Questo implicò la distruzione sistematica delle comunità indigene ed il convogliamento dei contadini in luoghi scelti dall’esercito; si trattava, insomma, di togliere l’acqua per asfissiare i pesci.

La popolazione civile viene quindi considerata obbiettivo militare secondo il principio enunciato dallo stesso Ríos Montt nel 1982: “ La guerriglia ha acquisito molti collaboratori tra gli indigeni, che per conseguenza sono diventati sovversivi”. Quindi “bisogna ammazzare gli indigeni perché essi non sono innocenti, ma si sono uniti alla sovversione”. Il risultato fu la pratica della strategia  della “terra bruciata”, con le distruzioni e i massacri ora inequivocabilmente documentati.

Nel 1982 con il reclutamento forzoso si iniziano a formare le Pattuglie di Autodifesa Civile (PAC), che crescono fino a raggiungere 1,2 milioni di persone. Create e mantenute in gran parte con il terrore, hanno il compito di controllare direttamente la popolazione in ogni più piccolo insediamento e di partecipare in modo diretto ed indiretto alla guerra contro - insorgente. Dalla loro nascita sono state sempre uno dei principali fattori per le più gravi violazioni dei diritti umani.

La blindatura militare della società guatemalteca è enorme; più che per fronteggiare le forze della guerrigia, che lo stesso ministro della difesa giudica esigue, serve per tenere sotto controllo diretto e continuo l’intero corpo della popolazione, specie nelle campagne.

L’istituzione militare in quanto tale è ormai una forza economica importante, proprietaria di latifondi, industrie, canali televisivi e di una delle principali banche del paese. Inoltre molti enti statali o semi-statali sono diretti da militari.

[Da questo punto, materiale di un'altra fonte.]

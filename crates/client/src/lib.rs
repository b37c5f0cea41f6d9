//! Bramble Storefront Client - library for talking to the Bramble services.
//!
//! # Architecture
//!
//! Two remote services back the storefront: the *user service* (login,
//! signup, profile, cart, wishlist) and the *catalog service* (products).
//! This crate wraps both behind typed clients and keeps per-item cart and
//! wishlist membership consistent across three sources of truth: in-memory
//! state, the persisted snapshot on disk, and the remote store.
//!
//! # Modules
//!
//! - [`config`] - environment-driven configuration
//! - [`session`] - explicit session context, replaced wholesale on login/logout
//! - [`store`] - durable slot persistence (JSON files, atomic replace)
//! - [`remote`] - auth, catalog, and cart/wishlist HTTP clients
//! - [`sync`] - the cart/wishlist synchronizer
//! - [`view`] - presentation adapter for product cards
//!
//! # Example
//!
//! ```rust,ignore
//! use bramble_client::{ClientConfig, Session, SlotStore, Synchronizer};
//! use bramble_client::remote::{AuthClient, HttpMutationClient};
//! use bramble_core::{ProductId, Quantity, Slot};
//!
//! let config = ClientConfig::from_env()?;
//! let auth = AuthClient::new(&config.user_service_url);
//! let token = auth.login("shopper@example.com", "hunter2!").await?;
//!
//! let sync = Synchronizer::new(
//!     Session::authenticated(token),
//!     SlotStore::open(&config.state_dir)?,
//!     HttpMutationClient::new(&config.user_service_url),
//!     config.reconcile_policy,
//! );
//! sync.request_add(Slot::Cart, &ProductId::new("p1"), Quantity::new(2)).await?;
//! ```

#![cfg_attr(not(test), forbid(unsafe_code))]

pub mod config;
pub mod error;
pub mod remote;
pub mod session;
pub mod store;
pub mod sync;
pub mod view;

pub use config::{ClientConfig, ConfigError};
pub use error::{ApiError, StoreError};
pub use session::Session;
pub use store::SlotStore;
pub use sync::{MutationOutcome, ReconcilePolicy, Synchronizer};
pub use view::{ProductView, QuantityPicker};
//! Product wire types for the catalog service.
//!
//! Field names on the wire are the catalog service's JSON (`_id`, `desc`,
//! `img`, `type`, ...); serde renames keep the Rust names readable.

use serde::{Deserialize, Serialize};

use crate::types::id::ProductId;

/// Product categories accepted by the catalog service.
pub const CATEGORIES: &[&str] = &[
    "Music",
    "Fashion",
    "Kitchen",
    "Health Care",
    "Books and Stationery",
    "Sports",
    "Games",
    "Beauty",
    "Jewelry",
    "Groceries",
    "Baby Products",
    "Hardware",
    "Office Supplies",
    "Musical Instruments",
    "Furniture",
    "Art and Craft",
    "Industrial and Scientific",
    "Video Games",
];

/// A catalog product as returned by `GET /products`.
#[derive(Debug, Clone, PartialEq, Eq, Serialize, Deserialize)]
pub struct Product {
    /// Opaque catalog identifier.
    #[serde(rename = "_id")]
    pub id: ProductId,
    /// Display name.
    pub name: String,
    /// Short description.
    #[serde(rename = "desc")]
    pub description: String,
    /// URL of the hosted product image.
    #[serde(rename = "img")]
    pub image_url: String,
    /// Category name (one of [`CATEGORIES`]).
    #[serde(rename = "type")]
    pub category: String,
    /// Units in stock.
    pub stock: i64,
    /// Price in minor currency units (e.g. cents).
    #[serde(rename = "price")]
    pub price_minor_units: i64,
    /// Whether the product is currently purchasable.
    pub available: bool,
}

/// Payload for creating or updating a product (seller flow).
///
/// Identical to [`Product`] minus the server-assigned ID. The image must
/// already be hosted; uploading to the asset host is the embedding
/// application's job.
#[derive(Debug, Clone, PartialEq, Eq, Serialize, Deserialize)]
pub struct ProductDraft {
    /// Display name.
    pub name: String,
    /// Short description.
    #[serde(rename = "desc")]
    pub description: String,
    /// URL of the hosted product image.
    #[serde(rename = "img")]
    pub image_url: String,
    /// Category name (one of [`CATEGORIES`]).
    #[serde(rename = "type")]
    pub category: String,
    /// Units in stock.
    pub stock: i64,
    /// Price in minor currency units.
    #[serde(rename = "price")]
    pub price_minor_units: i64,
    /// Whether the product is currently purchasable.
    pub available: bool,
}

#[cfg(test)]
#[allow(clippy::unwrap_used)]
mod tests {
    use super::*;

    #[test]
    fn test_product_deserializes_wire_field_names() {
        let json = r#"{
            "_id": "6741f2a9c1",
            "name": "Walnut Chair",
            "desc": "A chair made of walnut",
            "img": "https://assets.example.com/chair.jpg",
            "type": "Furniture",
            "stock": 12,
            "price": 14999,
            "available": true
        }"#;

        let product: Product = serde_json::from_str(json).unwrap();
        assert_eq!(product.id, ProductId::new("6741f2a9c1"));
        assert_eq!(product.description, "A chair made of walnut");
        assert_eq!(product.category, "Furniture");
        assert_eq!(product.price_minor_units, 14999);
        assert!(product.available);
    }

    #[test]
    fn test_product_roundtrips_through_wire_names() {
        let product = Product {
            id: ProductId::new("p1"),
            name: "Mug".to_string(),
            description: "Stoneware mug".to_string(),
            image_url: "https://assets.example.com/mug.jpg".to_string(),
            category: "Kitchen".to_string(),
            stock: 3,
            price_minor_units: 1250,
            available: false,
        };

        let value = serde_json::to_value(&product).unwrap();
        assert_eq!(value["_id"], "p1");
        assert_eq!(value["desc"], "Stoneware mug");
        assert_eq!(value["img"], "https://assets.example.com/mug.jpg");
        assert_eq!(value["type"], "Kitchen");
        assert_eq!(value["price"], 1250);

        let back: Product = serde_json::from_value(value).unwrap();
        assert_eq!(back, product);
    }

    #[test]
    fn test_draft_has_no_id_field() {
        let draft = ProductDraft {
            name: "Mug".to_string(),
            description: "Stoneware mug".to_string(),
            image_url: "https://assets.example.com/mug.jpg".to_string(),
            category: "Kitchen".to_string(),
            stock: 3,
            price_minor_units: 1250,
            available: true,
        };

        let value = serde_json::to_value(&draft).unwrap();
        assert!(value.get("_id").is_none());
        assert_eq!(value["type"], "Kitchen");
    }
}
//! Client configuration loaded from environment variables.
//!
//! # Environment Variables
//!
//! ## Required
//! - `BRAMBLE_USER_SERVICE_URL` - Base URL of the user service (auth, cart,
//!   wishlist)
//! - `BRAMBLE_CATALOG_SERVICE_URL` - Base URL of the catalog service
//!
//! ## Optional
//! - `BRAMBLE_STATE_DIR` - Directory for persisted slot state and the CLI
//!   token file (default: platform data dir + `bramble`)
//! - `BRAMBLE_RECONCILE_POLICY` - `local-only` (default), `remote-wins`, or
//!   `union`

use std::path::PathBuf;

use thiserror::Error;
use url::Url;

use crate::sync::ReconcilePolicy;

/// Configuration errors that can occur during loading.
#[derive(Debug, Error)]
pub enum ConfigError {
    #[error("Missing environment variable: {0}")]
    MissingEnvVar(String),
    #[error("Invalid environment variable {0}: {1}")]
    InvalidEnvVar(String, String),
}

/// Storefront client configuration.
#[derive(Debug, Clone)]
pub struct ClientConfig {
    /// Base URL of the user service (auth, cart, wishlist).
    pub user_service_url: Url,
    /// Base URL of the catalog service.
    pub catalog_service_url: Url,
    /// Directory for persisted local state.
    pub state_dir: PathBuf,
    /// Startup reconciliation policy for the synchronizer.
    pub reconcile_policy: ReconcilePolicy,
}

impl ClientConfig {
    /// Load configuration from environment variables.
    ///
    /// Calls `dotenvy::dotenv()` to load from `.env` file if present.
    ///
    /// # Errors
    ///
    /// Returns `ConfigError` if required variables are missing or invalid.
    pub fn from_env() -> Result<Self, ConfigError> {
        // Load .env file if present (ignore errors if not found)
        let _ = dotenvy::dotenv();

        let user_service_url = get_url("BRAMBLE_USER_SERVICE_URL")?;
        let catalog_service_url = get_url("BRAMBLE_CATALOG_SERVICE_URL")?;

        let state_dir = get_optional_env("BRAMBLE_STATE_DIR")
            .map_or_else(default_state_dir, PathBuf::from);

        let reconcile_policy = match get_optional_env("BRAMBLE_RECONCILE_POLICY") {
            Some(raw) => raw.parse().map_err(|err| {
                ConfigError::InvalidEnvVar(
                    "BRAMBLE_RECONCILE_POLICY".to_string(),
                    format!("{err}"),
                )
            })?,
            None => ReconcilePolicy::default(),
        };

        Ok(Self {
            user_service_url,
            catalog_service_url,
            state_dir,
            reconcile_policy,
        })
    }
}

/// Default state directory under the platform data dir.
fn default_state_dir() -> PathBuf {
    dirs::data_dir()
        .unwrap_or_else(|| PathBuf::from("."))
        .join("bramble")
}

// =============================================================================
// Helper Functions
// =============================================================================

/// Get a required environment variable.
fn get_required_env(key: &str) -> Result<String, ConfigError> {
    std::env::var(key).map_err(|_| ConfigError::MissingEnvVar(key.to_string()))
}

/// Get an optional environment variable.
fn get_optional_env(key: &str) -> Option<String> {
    std::env::var(key).ok()
}

/// Get a required environment variable parsed as a URL.
fn get_url(key: &str) -> Result<Url, ConfigError> {
    let raw = get_required_env(key)?;
    Url::parse(&raw).map_err(|err| ConfigError::InvalidEnvVar(key.to_string(), err.to_string()))
}
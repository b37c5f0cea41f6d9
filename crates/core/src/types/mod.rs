//! Core types for Bramble.
//!
//! This module provides type-safe wrappers for common domain concepts.

pub mod account;
pub mod credential;
pub mod id;
pub mod product;
pub mod quantity;
pub mod slot;

pub use account::{Profile, Role, RoleParseError, SignupRequest};
pub use credential::AccessToken;
pub use id::ProductId;
pub use product::{CATEGORIES, Product, ProductDraft};
pub use quantity::Quantity;
pub use slot::Slot;
//! Durable persistence for slot membership sets.
//!
//! Each slot is one JSON file under the state directory holding an array of
//! product ID strings (`cart.json`, `wishlist.json`). Reads treat anything
//! unreadable or malformed as the empty set; writes replace the file
//! atomically so a concurrent read observes either the old or the new value,
//! never a torn one.

use std::collections::HashSet;
use std::fs;
use std::io::Write;
use std::path::PathBuf;

use tracing::warn;

use bramble_core::{ProductId, Slot};

use crate::error::StoreError;

/// File-backed store for the per-slot membership snapshots.
#[derive(Debug, Clone)]
pub struct SlotStore {
    dir: PathBuf,
}

impl SlotStore {
    /// Open a store rooted at `dir`, creating the directory if needed.
    ///
    /// # Errors
    ///
    /// Returns an error if the directory cannot be created.
    pub fn open(dir: impl Into<PathBuf>) -> Result<Self, StoreError> {
        let dir = dir.into();
        fs::create_dir_all(&dir)?;
        Ok(Self { dir })
    }

    /// Load the persisted set for `slot`.
    ///
    /// Missing, unreadable, or malformed data yields the empty set; this
    /// never fails. Malformed content is logged at `warn` and otherwise
    /// treated as absent.
    #[must_use]
    pub fn load(&self, slot: Slot) -> HashSet<ProductId> {
        let path = self.slot_path(slot);
        let raw = match fs::read_to_string(&path) {
            Ok(raw) => raw,
            Err(err) if err.kind() == std::io::ErrorKind::NotFound => return HashSet::new(),
            Err(err) => {
                warn!(slot = %slot, error = %err, "failed to read persisted slot, treating as empty");
                return HashSet::new();
            }
        };

        match serde_json::from_str::<Vec<ProductId>>(&raw) {
            Ok(ids) => ids.into_iter().collect(),
            Err(err) => {
                warn!(slot = %slot, error = %err, "malformed persisted slot, treating as empty");
                HashSet::new()
            }
        }
    }

    /// Atomically replace the persisted set for `slot`.
    ///
    /// Serializes a sorted array (stable file contents for identical sets),
    /// writes it to a sibling temp file, and renames over the target.
    ///
    /// # Errors
    ///
    /// Returns an error on serialization or filesystem failure. Callers in
    /// the synchronizer log and absorb these; persistence failures are never
    /// user-facing.
    pub fn save(&self, slot: Slot, set: &HashSet<ProductId>) -> Result<(), StoreError> {
        let mut ids: Vec<&ProductId> = set.iter().collect();
        ids.sort();
        let json = serde_json::to_string(&ids)?;

        let path = self.slot_path(slot);
        let tmp = path.with_extension("json.tmp");
        let mut file = fs::File::create(&tmp)?;
        file.write_all(json.as_bytes())?;
        file.sync_all()?;
        fs::rename(&tmp, &path)?;
        Ok(())
    }

    fn slot_path(&self, slot: Slot) -> PathBuf {
        self.dir.join(format!("{}.json", slot.as_str()))
    }
}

Dopo la remissione del potere nelle mani dei civili (1986) e l’avvio delle trattative di pace (1990), l’esercito ha continuato  a condizionare per lunghi anni il potere politico, sabotando i colloqui con i rappresentanti della guerriglia e conducendo una serie di sanguinose e dispendiose campagne contro-insurgenti per risolvere il confronto sul piano militare, senza però riuscirci.

Con il tempo al suo interno si sono tuttavia formate posizioni più diversificate, in seguito all’ascesa nella gerarchia di comando di generali più giovani e meno compromessi con il passato, disposti ad accettare le conseguenze delle mutate condizioni. Sono quelli che hanno imposto un atteggiamento di apertura rispetto al processo di pace, condotto le trattative e suggellato alla fine gli Accordi.

Attualmente l’esercito si trova diviso al suo interno in correnti che si contendono la leadership, ma continua a costituire un potere autonomo. Tuttavia si può paradossalmente affermare che, anche in concomitanza con gli interessi degli Stati Uniti ai quali sono molto legati, nel presente i militari hanno anche rappresentato un fattore di stabilità, non permettendo colpi di stato e rovesciamenti istituzionali della legalità, anche se per molti aspetti formale, sempre in bollitura nel calderone dell’odierna realtà guatemalteca.